Sam sighed, but accepted it. “My mum was always so pleased with how polite and courteous you were. ‘A perfect little gentlehobbit,’ she called you whenever you came to call, either to drop something off or return something she had lent or to ask if I could come for a walk with you. I’d come running out to you before her ‘yes’ was half-out her mouth and you and she would laugh and you’d hug me and take my hand and we’d be gone the whole day, you matching your steps and pace to mine, not at all minding being with someone so young when there were others of your own age. I dare say my mother was glad that she didn’t have to look after me for a spell.”

Frodo smiled as he took another sip of tea. “She was always very kind to me.”

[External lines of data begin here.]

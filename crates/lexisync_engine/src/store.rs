//! Local entity store.
//!
//! The store owns the cached entities, the queue of unpushed local
//! mutations, remote changes staged behind those mutations, and the delta
//! cursor of every collection.
//!
//! # Merge rules
//!
//! - Remote snapshots merge last-write-wins by `updated_at`
//! - A remote change to an id with a pending local mutation is staged and
//!   replayed once the mutation is acknowledged
//! - Online-origin snapshots only fill gaps
//!
//! Every write is idempotent: re-applying an equal or older snapshot is a
//! no-op.

use crate::error::{SyncError, SyncResult};
use lexisync_protocol::{
    decide_merge, decide_online_insert, CollectionId, Entity, MergeDecision, Mutation, Origin,
    PendingChange, PendingQueue, Timestamp,
};
use parking_lot::RwLock;
use serde::{Deserialize, Serialize};
use std::collections::{BTreeMap, HashMap};
use std::fs::File;
use std::io::Write;
use std::path::Path;
use tracing::{debug, warn};

/// Counts produced by a merge.
#[derive(Debug, Clone, Copy, Default, PartialEq, Eq, Serialize)]
pub struct MergeReport {
    /// Snapshots written or entities removed.
    pub applied: u64,
    /// Changes that were equal, older or already applied.
    pub skipped: u64,
    /// Changes held behind a pending local mutation.
    pub staged: u64,
}

impl MergeReport {
    /// Adds another report's counts to this one.
    pub fn absorb(&mut self, other: MergeReport) {
        self.applied += other.applied;
        self.skipped += other.skipped;
        self.staged += other.staged;
    }

    /// Total number of changes considered.
    pub fn total(&self) -> u64 {
        self.applied + self.skipped + self.staged
    }
}

/// Storage used by the sync engine.
///
/// The engine is the only writer of remote data; local edits enter through
/// [`LocalStore::enqueue_pending_change`].
pub trait LocalStore: Send + Sync + 'static {
    /// Returns the cached entity, if any.
    fn get(&self, collection: CollectionId, id: &str) -> Option<Entity>;

    /// Merges remote snapshots into a collection.
    ///
    /// Incoming entities are cached as [`Origin::Remote`] whatever origin
    /// they carry on the wire.
    fn upsert_many(&self, collection: CollectionId, entities: Vec<Entity>)
        -> SyncResult<MergeReport>;

    /// Applies remote deletions to a collection.
    fn remove_many(&self, collection: CollectionId, ids: &[String]) -> SyncResult<MergeReport>;

    /// Finds a cached vocabulary entry by word, ignoring ASCII case.
    fn find_word(&self, word: &str) -> Option<Entity>;

    /// Caches an online-origin snapshot if the id is unknown. Returns true if stored.
    fn insert_online(&self, entity: Entity) -> SyncResult<bool>;

    /// Applies a local mutation optimistically and queues it for push.
    fn enqueue_pending_change(&self, mutation: Mutation) -> SyncResult<u64>;

    /// Number of queued mutations.
    fn pending_count(&self) -> u64;

    /// Oldest queued mutations, up to `limit`.
    fn pending_batch(&self, limit: usize) -> Vec<PendingChange>;

    /// Resolves pushed mutations and replays changes staged behind them.
    fn acknowledge(&self, op_ids: &[u64]) -> SyncResult<MergeReport>;

    /// Delta cursor of a collection.
    fn cursor(&self, collection: CollectionId) -> Option<Timestamp>;

    /// Advances the delta cursor of a collection.
    fn set_cursor(&self, collection: CollectionId, cursor: Timestamp) -> SyncResult<()>;

    /// All cached entities of a collection, ordered by id.
    fn list(&self, collection: CollectionId) -> Vec<Entity>;

    /// Number of cached entities in a collection.
    fn len(&self, collection: CollectionId) -> usize;
}

/// A remote change waiting for a local mutation to resolve.
#[derive(Debug, Clone, PartialEq, Eq, Serialize, Deserialize)]
#[serde(rename_all = "camelCase", tag = "kind")]
enum Staged {
    Upsert { entity: Entity },
    Delete,
}

#[derive(Debug, Default)]
struct Tables {
    entities: BTreeMap<CollectionId, BTreeMap<String, Entity>>,
    pending: PendingQueue,
    staged: HashMap<(CollectionId, String), Staged>,
    cursors: BTreeMap<CollectionId, Timestamp>,
}

impl Tables {
    fn table(&mut self, collection: CollectionId) -> &mut BTreeMap<String, Entity> {
        self.entities.entry(collection).or_default()
    }

    fn lookup(&self, collection: CollectionId, id: &str) -> Option<&Entity> {
        self.entities.get(&collection).and_then(|t| t.get(id))
    }

    fn merge_upsert(&mut self, entity: Entity) -> MergeDecision {
        let has_pending = self.pending.has_pending_for(entity.collection, &entity.id);
        let decision = decide_merge(
            self.lookup(entity.collection, &entity.id),
            &entity,
            has_pending,
        );
        match decision {
            MergeDecision::Apply => {
                self.table(entity.collection).insert(entity.id.clone(), entity);
            }
            MergeDecision::Stage => {
                let key = entity.id.clone();
                self.stage(entity.collection, key, Staged::Upsert { entity });
            }
            MergeDecision::KeepLocal => {}
        }
        decision
    }

    fn merge_delete(&mut self, collection: CollectionId, id: &str) -> MergeDecision {
        if self.pending.has_pending_for(collection, id) {
            self.stage(collection, id.to_string(), Staged::Delete);
            return MergeDecision::Stage;
        }
        match self.table(collection).remove(id) {
            Some(_) => MergeDecision::Apply,
            None => MergeDecision::KeepLocal,
        }
    }

    fn stage(&mut self, collection: CollectionId, id: String, change: Staged) {
        let key = (collection, id);
        if let (Some(Staged::Upsert { entity: held }), Staged::Upsert { entity: incoming }) =
            (self.staged.get(&key), &change)
        {
            if incoming.updated_at <= held.updated_at {
                return;
            }
        }
        self.staged.insert(key, change);
    }

    fn count(report: &mut MergeReport, decision: MergeDecision) {
        match decision {
            MergeDecision::Apply => report.applied += 1,
            MergeDecision::KeepLocal => report.skipped += 1,
            MergeDecision::Stage => report.staged += 1,
        }
    }
}

/// In-memory [`LocalStore`] with JSON snapshot persistence.
#[derive(Debug, Default)]
pub struct MemoryStore {
    tables: RwLock<Tables>,
}

impl MemoryStore {
    /// Creates an empty store.
    pub fn new() -> Self {
        Self::default()
    }

    /// Number of remote changes staged behind pending mutations.
    pub fn staged_count(&self) -> usize {
        self.tables.read().staged.len()
    }

    /// Queued mutations in order.
    pub fn pending(&self) -> Vec<PendingChange> {
        self.tables.read().pending.pending().cloned().collect()
    }

    /// Writes a JSON snapshot to `path`, replacing it atomically.
    pub fn save(&self, path: impl AsRef<Path>) -> SyncResult<()> {
        let path = path.as_ref();
        let snapshot = Snapshot::capture(&self.tables.read());
        let bytes = serde_json::to_vec_pretty(&snapshot)
            .map_err(|e| SyncError::Store(format!("failed to encode snapshot: {e}")))?;

        write_atomic(path, &bytes)?;
        debug!(path = %path.display(), "store snapshot saved");
        Ok(())
    }

    /// Restores a store from a snapshot. A missing file yields an empty store.
    pub fn load(path: impl AsRef<Path>) -> SyncResult<Self> {
        let path = path.as_ref();
        if !path.exists() {
            return Ok(Self::new());
        }
        let bytes = std::fs::read(path)?;
        let snapshot: Snapshot = serde_json::from_slice(&bytes).map_err(|e| {
            SyncError::Store(format!("failed to decode snapshot {}: {e}", path.display()))
        })?;
        Ok(Self {
            tables: RwLock::new(snapshot.restore()),
        })
    }
}

/// Writes `bytes` to a sibling temp file, syncs it, then renames it over
/// `path`.
pub(crate) fn write_atomic(path: &Path, bytes: &[u8]) -> SyncResult<()> {
    let mut name = path
        .file_name()
        .ok_or_else(|| SyncError::Store(format!("not a file path: {}", path.display())))?
        .to_os_string();
    name.push(".tmp");
    let tmp = path.with_file_name(name);

    let mut file = File::create(&tmp)?;
    file.write_all(bytes)?;
    file.sync_all()?;
    drop(file);

    std::fs::rename(&tmp, path)?;
    Ok(())
}

impl LocalStore for MemoryStore {
    fn get(&self, collection: CollectionId, id: &str) -> Option<Entity> {
        self.tables.read().lookup(collection, id).cloned()
    }

    fn upsert_many(
        &self,
        collection: CollectionId,
        entities: Vec<Entity>,
    ) -> SyncResult<MergeReport> {
        let mut report = MergeReport::default();
        let mut tables = self.tables.write();
        for entity in entities {
            if entity.collection != collection {
                warn!(%collection, id = %entity.id, "entity from another collection skipped");
                report.skipped += 1;
                continue;
            }
            let decision = tables.merge_upsert(entity.with_origin(Origin::Remote));
            Tables::count(&mut report, decision);
        }
        Ok(report)
    }

    fn remove_many(&self, collection: CollectionId, ids: &[String]) -> SyncResult<MergeReport> {
        let mut report = MergeReport::default();
        let mut tables = self.tables.write();
        for id in ids {
            let decision = tables.merge_delete(collection, id);
            Tables::count(&mut report, decision);
        }
        Ok(report)
    }

    fn find_word(&self, word: &str) -> Option<Entity> {
        let tables = self.tables.read();
        tables
            .entities
            .get(&CollectionId::Vocabularies)?
            .values()
            .find(|e| {
                e.as_vocabulary()
                    .is_some_and(|v| v.word.eq_ignore_ascii_case(word))
            })
            .cloned()
    }

    fn insert_online(&self, entity: Entity) -> SyncResult<bool> {
        entity.validate()?;
        let entity = entity.with_origin(Origin::Online);
        let mut tables = self.tables.write();
        let has_pending = tables.pending.has_pending_for(entity.collection, &entity.id);
        let decision =
            decide_online_insert(tables.lookup(entity.collection, &entity.id), has_pending);
        if decision.applies() {
            tables.table(entity.collection).insert(entity.id.clone(), entity);
            Ok(true)
        } else {
            Ok(false)
        }
    }

    fn enqueue_pending_change(&self, mutation: Mutation) -> SyncResult<u64> {
        let mut tables = self.tables.write();
        let mutation = match mutation {
            Mutation::Upsert { entity } => {
                entity.validate()?;
                let entity = entity.with_origin(Origin::Local);
                tables
                    .table(entity.collection)
                    .insert(entity.id.clone(), entity.clone());
                Mutation::Upsert { entity }
            }
            Mutation::Delete { collection, id } => {
                tables.table(collection).remove(&id);
                Mutation::Delete { collection, id }
            }
        };
        let op_id = tables.pending.append(mutation, Timestamp::now());
        Ok(op_id)
    }

    fn pending_count(&self) -> u64 {
        self.tables.read().pending.pending_count() as u64
    }

    fn pending_batch(&self, limit: usize) -> Vec<PendingChange> {
        self.tables
            .read()
            .pending
            .pending_batch(limit)
            .into_iter()
            .cloned()
            .collect()
    }

    fn acknowledge(&self, op_ids: &[u64]) -> SyncResult<MergeReport> {
        let mut report = MergeReport::default();
        let mut tables = self.tables.write();
        let resolved = tables.pending.acknowledge(op_ids);

        for change in resolved {
            let collection = change.mutation.collection();
            let id = change.mutation.entity_id().to_string();
            if tables.pending.has_pending_for(collection, &id) {
                continue;
            }

            // The backend now holds the local value.
            if let Some(entity) = tables.table(collection).get_mut(&id) {
                if entity.origin == Origin::Local {
                    entity.origin = Origin::Remote;
                }
            }

            let decision = match tables.staged.remove(&(collection, id.clone())) {
                Some(Staged::Upsert { entity }) => tables.merge_upsert(entity),
                Some(Staged::Delete) => tables.merge_delete(collection, &id),
                None => continue,
            };
            Tables::count(&mut report, decision);
        }
        Ok(report)
    }

    fn cursor(&self, collection: CollectionId) -> Option<Timestamp> {
        self.tables.read().cursors.get(&collection).copied()
    }

    fn set_cursor(&self, collection: CollectionId, cursor: Timestamp) -> SyncResult<()> {
        self.tables.write().cursors.insert(collection, cursor);
        Ok(())
    }

    fn list(&self, collection: CollectionId) -> Vec<Entity> {
        self.tables
            .read()
            .entities
            .get(&collection)
            .map(|t| t.values().cloned().collect())
            .unwrap_or_default()
    }

    fn len(&self, collection: CollectionId) -> usize {
        self.tables
            .read()
            .entities
            .get(&collection)
            .map_or(0, BTreeMap::len)
    }
}

#[derive(Debug, Serialize, Deserialize)]
#[serde(rename_all = "camelCase")]
struct StagedEntry {
    collection: CollectionId,
    id: String,
    change: Staged,
}

#[derive(Debug, Default, Serialize, Deserialize)]
#[serde(rename_all = "camelCase")]
struct Snapshot {
    #[serde(default)]
    entities: Vec<Entity>,
    #[serde(default)]
    pending: PendingQueue,
    #[serde(default)]
    staged: Vec<StagedEntry>,
    #[serde(default)]
    cursors: Vec<(CollectionId, Timestamp)>,
}

impl Snapshot {
    fn capture(tables: &Tables) -> Self {
        let mut staged: Vec<StagedEntry> = tables
            .staged
            .iter()
            .map(|((collection, id), change)| StagedEntry {
                collection: *collection,
                id: id.clone(),
                change: change.clone(),
            })
            .collect();
        staged.sort_by(|a, b| (a.collection, &a.id).cmp(&(b.collection, &b.id)));

        Self {
            entities: tables
                .entities
                .values()
                .flat_map(|t| t.values().cloned())
                .collect(),
            pending: tables.pending.clone(),
            staged,
            cursors: tables.cursors.iter().map(|(c, t)| (*c, *t)).collect(),
        }
    }

    fn restore(self) -> Tables {
        let mut tables = Tables {
            pending: self.pending,
            cursors: self.cursors.into_iter().collect(),
            ..Tables::default()
        };
        for entity in self.entities {
            tables.table(entity.collection).insert(entity.id.clone(), entity);
        }
        for entry in self.staged {
            tables.staged.insert((entry.collection, entry.id), entry.change);
        }
        tables
    }
}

Sam stared at that smile and thought if happier memories caused it, he would think up all he could. “Remember all the stories you’d read me from Mr. Bilbo’s books or poems you had made up yourself? Or when you’d sit back against your favorite tree with that lovely smile of yours on your face, eyes closed, listening to me read to you? Or after you had taught me how to write, I read you my own poems?”

Frodo smiled wider and then drank more of his tea. “I remember all that and much more. Which is why I think I love you more, at least I did, before you began to spoil me even more on the Quest and now.”

Sam let out an exasperated sigh. “I’m not going to argue with you about it, me dear. I love you more and that’s that. You’re just going to have to accept it. Now say, ‘Yes, Sam.’”

Frodo tried very hard to look appropriately cowed, but he couldn’t help smiling widely. “Yes, Sam.”

Frodo smiled even more at Sam’s victorious grin. He put down his finished tea, leaned over to kiss Sam’s cheek, then put his arms around his waist and laid his head against his friend’s chest where he could hear his brother’s heartbeat. “You are so good to me, Sam,” he said quietly. “Thank you for taking such care of me.”

Sam kissed his head in return and held him close, rocking him gently as he continued to search through his memories. “Do you know I never shared those poems I wrote with anyone else?”

“Then I am very privileged. And I am sorry the rest of the world never heard them. They were very good. I’ve kept them all. Perhaps your children would like to read them one day.”

Sam blushed. “I don’t know how good they were. Yours were always so much better.”

“I wish for those days again, Sam,” he said thoughtfully.

“They were grand fun, weren’t they? When we weren’t reading, we’d race each other all over the Shire and you would always let me win.”

Frodo raised his head and an eyebrow. “Let you win? My dear Sam, I discovered much to my chagrin that the older I got, the slower I got and the older you got, the faster you got. Maybe in the beginning, I let you win, but you won a lot of those races fair and square, even when I was running full out.”

Sam grinned. His heart danced to see his beloved brother in such spirits. It was so rare these days. If remembering times gone by helps him, I’m going to talk myself hoarse every night. “The best part though was the birthday parties and the way you’d slip me an extra piece under the table and put your fingers up to your mouth like it was supposed to be a big secret.”

Frodo laughed and Sam’s heart soared. “But it never was,” the elder hobbit said, “because we could never keep from giggling and giving it all away. Oh, Sam, thank you so much for these memories. I loved all those times with you. It’s strange that you could be lonely in such a big place as Brandy Hall, but I was much of the time. I never was though, with just one person. Being with just Bilbo or just you or my cousins has always been my favorite part of my life instead of just being one of many, barely noticed in a Hall big enough to be a small town, instead of a home. Bag End was always much more my size where I could be more spoiled and looked after.” Frodo paused. “Terribly selfish of me, I suppose.”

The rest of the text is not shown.